Records for this task:
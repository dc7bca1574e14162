use pane_render::config::RenderConfig;
use pane_render::icons::{FileInfo, IconLoader};
use pane_render::render::backends::headless::HeadlessRenderer;
use pane_render::render::{Color, LoadedTexture, Rect, Transform, Vector2u};
use pane_render::{BackendContext, SvgImage};
use std::time::Duration;

const BADGE: &str = r##"<svg xmlns="http://www.w3.org/2000/svg" width="16" height="16">
    <circle cx="8" cy="8" r="7" fill="#3070d0"/>
</svg>"##;

#[tokio::main]
async fn main() -> anyhow::Result<()> {
    // Configuration comes from the environment (PANE_LOG, PANE_MAX_TEXTURE_SIZE), on top of
    // the defaults.
    let config = RenderConfig::from_env();
    pane_render::logging::init(config.log_level);

    // Activate the headless backend. Nothing ends up on screen; frames are read back from
    // the surface instead.
    let mut ctx = BackendContext::new(Some(config.clone()));
    ctx.init(Box::new(HeadlessRenderer::new(config.device.clone())))?;
    log::info!("maximum texture size: {}", ctx.maximum_texture_size()?);

    // A vector badge, rasterized at twice its natural size
    let badge = ctx.create_svg_texture(&SvgImage::from_str(BADGE), Vector2u::new(32, 32))?;

    // Load some file icons in the background while the first frame is drawn
    let mut icons = IconLoader::new(tokio::runtime::Handle::current(), config.icon_size);
    icons.request_file_icons(vec![
        FileInfo::directory("src"),
        FileInfo::file("Cargo.toml"),
        FileInfo::file("logo.png"),
    ]);

    let surface = ctx.add_surface(Vector2u::new(200, 120))?;
    {
        let mut target = ctx.render_target(surface)?;
        target.clear(Color::from_u8(240, 240, 240, 255));
        target.fill_rect(Rect::new(10.0, 10.0, 180.0, 100.0), Color::WHITE);

        if let Some(badge) = LoadedTexture::new(badge.as_ref()) {
            target.push_transform(Transform::from_translate(20.0, 20.0));
            target.draw_sprite(badge, Default::default());
            target.pop_transform();
        }
        target.flush()?;
    }

    // Poll the loader like a UI thread would on every frame
    while !icons.update() {
        tokio::time::sleep(Duration::from_millis(10)).await;
    }

    let icon_textures = icons
        .retrieve_file_icons()
        .iter()
        .map(|icon| ctx.texture_from_image(icon, true))
        .collect::<Result<Vec<_>, _>>()?;

    {
        let mut target = ctx.render_target(surface)?;
        for (i, texture) in icon_textures.iter().enumerate() {
            if let Some(texture) = LoadedTexture::new(texture.as_ref()) {
                let x = 60.0 + i as f32 * 40.0;
                let dst = Rect::new(x, 60.0, 32.0, 32.0);
                target.draw_texture(texture, Rect::from_size(texture.size()), dst, Color::WHITE);
            }
        }
        target.flush()?;
    }

    let frame = ctx.snapshot(surface)?;
    let opaque = frame.pixels.chunks_exact(4).filter(|p| p[3] == 255).count();
    println!(
        "rendered {}x{} frame, {} opaque pixels, {} icons",
        frame.width,
        frame.height,
        opaque,
        icon_textures.len()
    );

    ctx.shutdown();
    Ok(())
}
//! Texture handles.
//!
//! A texture handle owns exactly one backend-native image resource (a device handle, a
//! rasterizer pixmap or a cairo surface) and releases it when dropped. Every backend
//! implements [`BackendTexture`]; the state all of them share lives in [`TextureState`].
//!
//! There are two ways to upload pixels:
//!
//! - [`BackendTexture::load_texture_only`] uploads and forgets the pixels. It is the
//!   cheap path, used for blit destinations and rasterized vector images.
//! - [`BackendTexture::load`] uploads and keeps a copy of the pixels, so that
//!   [`BackendTexture::is_transparent_pixel`] can answer hit-test queries later.
//!
//! Both paths are kept apart on purpose: widgets that never hit-test their images rely on
//! the first one not holding a second copy of every texture in memory.

use std::any::Any;

use crate::errors::RenderError;
use crate::render::types::{expected_len, Vector2u};

/// Backend independent part of a texture handle.
#[derive(Debug, Default, Clone)]
pub struct TextureState {
    /// Size of the native resource, `(0, 0)` while nothing is loaded
    pub size: Vector2u,
    /// Sampling filter used when the texture is drawn
    pub smooth: bool,
    /// Copy of the pixels, only kept by [`BackendTexture::load`]
    pub pixels: Option<Box<[u8]>>,
}

impl TextureState {
    /// Records a successful (re)load of the native resource. Retained pixels no longer
    /// match the resource and are dropped.
    pub fn loaded(&mut self, size: Vector2u, smooth: bool) {
        self.size = size;
        self.smooth = smooth;
        self.pixels = None;
    }

    /// Resets everything, used when the native resource is released.
    pub fn reset(&mut self) {
        *self = Self::default();
    }
}

/// Checks the arguments of a load call against the backend limit.
///
/// Returns the expected byte length of the pixel buffer.
pub fn validate_load(size: Vector2u, pixels: Option<&[u8]>, maximum: u32) -> Result<usize, RenderError> {
    if size.x == 0 || size.y == 0 {
        return Err(RenderError::InvalidSize(size));
    }
    if size.x > maximum || size.y > maximum {
        return Err(RenderError::TextureTooLarge { requested: size, maximum });
    }

    let expected = expected_len(size).ok_or(RenderError::InvalidSize(size))?;
    if let Some(pixels) = pixels {
        if pixels.len() != expected {
            return Err(RenderError::InvalidPixelData { expected, actual: pixels.len() });
        }
    }

    Ok(expected)
}

/// Texture handle interface implemented by each backend.
///
/// Calls happen on the thread that owns the backend; handles of the headless backend
/// hold `Rc` references and are therefore neither `Send` nor `Sync`.
pub trait BackendTexture: Any {
    /// Shared state of this handle.
    fn state(&self) -> &TextureState;
    fn state_mut(&mut self) -> &mut TextureState;

    /// Allocates (or replaces) the native resource with `size`, optionally filled with
    /// RGBA8 `pixels` of exactly `size.x * size.y * 4` bytes. `None` creates a texture
    /// with undefined content.
    ///
    /// The pixels are not retained. On failure the previous resource is kept.
    fn load_texture_only(&mut self, size: Vector2u, pixels: Option<&[u8]>, smooth: bool) -> Result<(), RenderError>;

    /// Changes the sampling filter used when the texture is drawn. Stored pixels are
    /// not affected.
    fn set_smooth(&mut self, smooth: bool);

    /// True when a native resource is present.
    fn is_loaded(&self) -> bool;

    /// Reads the native resource back as RGBA8.
    fn read_pixels(&self) -> Result<Vec<u8>, RenderError>;

    fn as_any(&self) -> &dyn Any;
    fn as_any_mut(&mut self) -> &mut dyn Any;

    /// Uploads `pixels` and keeps them for [`is_transparent_pixel`](Self::is_transparent_pixel).
    fn load(&mut self, size: Vector2u, pixels: Vec<u8>, smooth: bool) -> Result<(), RenderError> {
        self.load_texture_only(size, Some(&pixels), smooth)?;
        self.state_mut().pixels = Some(pixels.into_boxed_slice());
        Ok(())
    }

    fn size(&self) -> Vector2u {
        self.state().size
    }

    fn is_smooth(&self) -> bool {
        self.state().smooth
    }

    /// True when the pixel at `pos` has an alpha of zero.
    ///
    /// Only works for textures loaded through [`load`](Self::load); there is no
    /// guessing from the native resource.
    fn is_transparent_pixel(&self, pos: Vector2u) -> Result<bool, RenderError> {
        let state = self.state();
        let pixels = state.pixels.as_ref().ok_or(RenderError::PixelsNotRetained)?;
        if pos.x >= state.size.x || pos.y >= state.size.y {
            return Err(RenderError::OutOfBounds(pos));
        }

        let i = ((pos.y as usize) * (state.size.x as usize) + pos.x as usize) * 4 + 3;
        Ok(pixels[i] == 0)
    }
}

impl std::fmt::Debug for dyn BackendTexture {
    fn fmt(&self, f: &mut std::fmt::Formatter<'_>) -> std::fmt::Result {
        f.debug_struct("BackendTexture")
            .field("size", &self.size())
            .field("smooth", &self.is_smooth())
            .field("loaded", &self.is_loaded())
            .field("retains_pixels", &self.state().pixels.is_some())
            .finish()
    }
}

/// Transfer of an already created native resource into a texture handle.
///
/// `Native` is a move-only owning wrapper, so once handed over the caller has no way to
/// release the resource a second time.
pub trait ReplaceInternal {
    type Native;

    /// Destroys the current resource (if any) and takes ownership of `native`.
    ///
    /// Size and smooth flag are re-derived from the new resource and retained pixels
    /// are dropped.
    fn replace_internal_texture(&mut self, native: Self::Native);

    /// Borrow of the native resource, `None` while nothing is loaded.
    fn internal_texture(&self) -> Option<&Self::Native>;
}

/// Proof that a texture handle has a native resource.
///
/// Render targets only accept this type, so drawing a texture that was never loaded
/// cannot be expressed.
#[derive(Clone, Copy)]
pub struct LoadedTexture<'t> {
    texture: &'t dyn BackendTexture,
}

impl<'t> LoadedTexture<'t> {
    /// `None` when `texture` has no native resource yet.
    pub fn new(texture: &'t dyn BackendTexture) -> Option<Self> {
        texture.is_loaded().then_some(Self { texture })
    }

    pub fn texture(&self) -> &'t dyn BackendTexture {
        self.texture
    }

    pub fn size(&self) -> Vector2u {
        self.texture.size()
    }

    pub fn is_smooth(&self) -> bool {
        self.texture.is_smooth()
    }

    /// Concrete backend texture, `None` if it belongs to another backend.
    pub fn downcast<T: BackendTexture>(&self) -> Option<&'t T> {
        self.texture.as_any().downcast_ref::<T>()
    }
}

impl std::fmt::Debug for LoadedTexture<'_> {
    fn fmt(&self, f: &mut std::fmt::Formatter<'_>) -> std::fmt::Result {
        f.debug_tuple("LoadedTexture").field(&self.texture).finish()
    }
}

#[cfg(test)]
mod tests {
    use super::*;

    #[test]
    fn validate_load_checks_size_and_length() {
        assert_eq!(validate_load(Vector2u::new(2, 2), None, 8), Ok(16));
        assert_eq!(
            validate_load(Vector2u::new(0, 2), None, 8),
            Err(RenderError::InvalidSize(Vector2u::new(0, 2)))
        );
        assert_eq!(
            validate_load(Vector2u::new(9, 1), None, 8),
            Err(RenderError::TextureTooLarge { requested: Vector2u::new(9, 1), maximum: 8 })
        );
        assert_eq!(
            validate_load(Vector2u::new(2, 2), Some(&[0; 12]), 8),
            Err(RenderError::InvalidPixelData { expected: 16, actual: 12 })
        );
    }

    #[test]
    fn loaded_drops_stale_pixels() {
        let mut state = TextureState {
            size: Vector2u::new(1, 1),
            smooth: false,
            pixels: Some(vec![0, 0, 0, 0].into_boxed_slice()),
        };
        state.loaded(Vector2u::new(4, 4), true);
        assert_eq!(state.size, Vector2u::new(4, 4));
        assert!(state.smooth);
        assert!(state.pixels.is_none());
    }
}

Work to be completed:
Could you restate, word for word, the lines above from the one with "self.pixels = None;" to the one with "Option<&[u8]>, maximum: u32)", both included?

Result for this task:
        self.pixels = None;
    }

    /// Resets everything, used when the native resource is released.
    pub fn reset(&mut self) {
        *self = Self::default();
    }
}

/// Checks the arguments of a load call against the backend limit.
///
/// Returns the expected byte length of the pixel buffer.
pub fn validate_load(size: Vector2u, pixels: Option<&[u8]>, maximum: u32) -> Result<usize, RenderError> {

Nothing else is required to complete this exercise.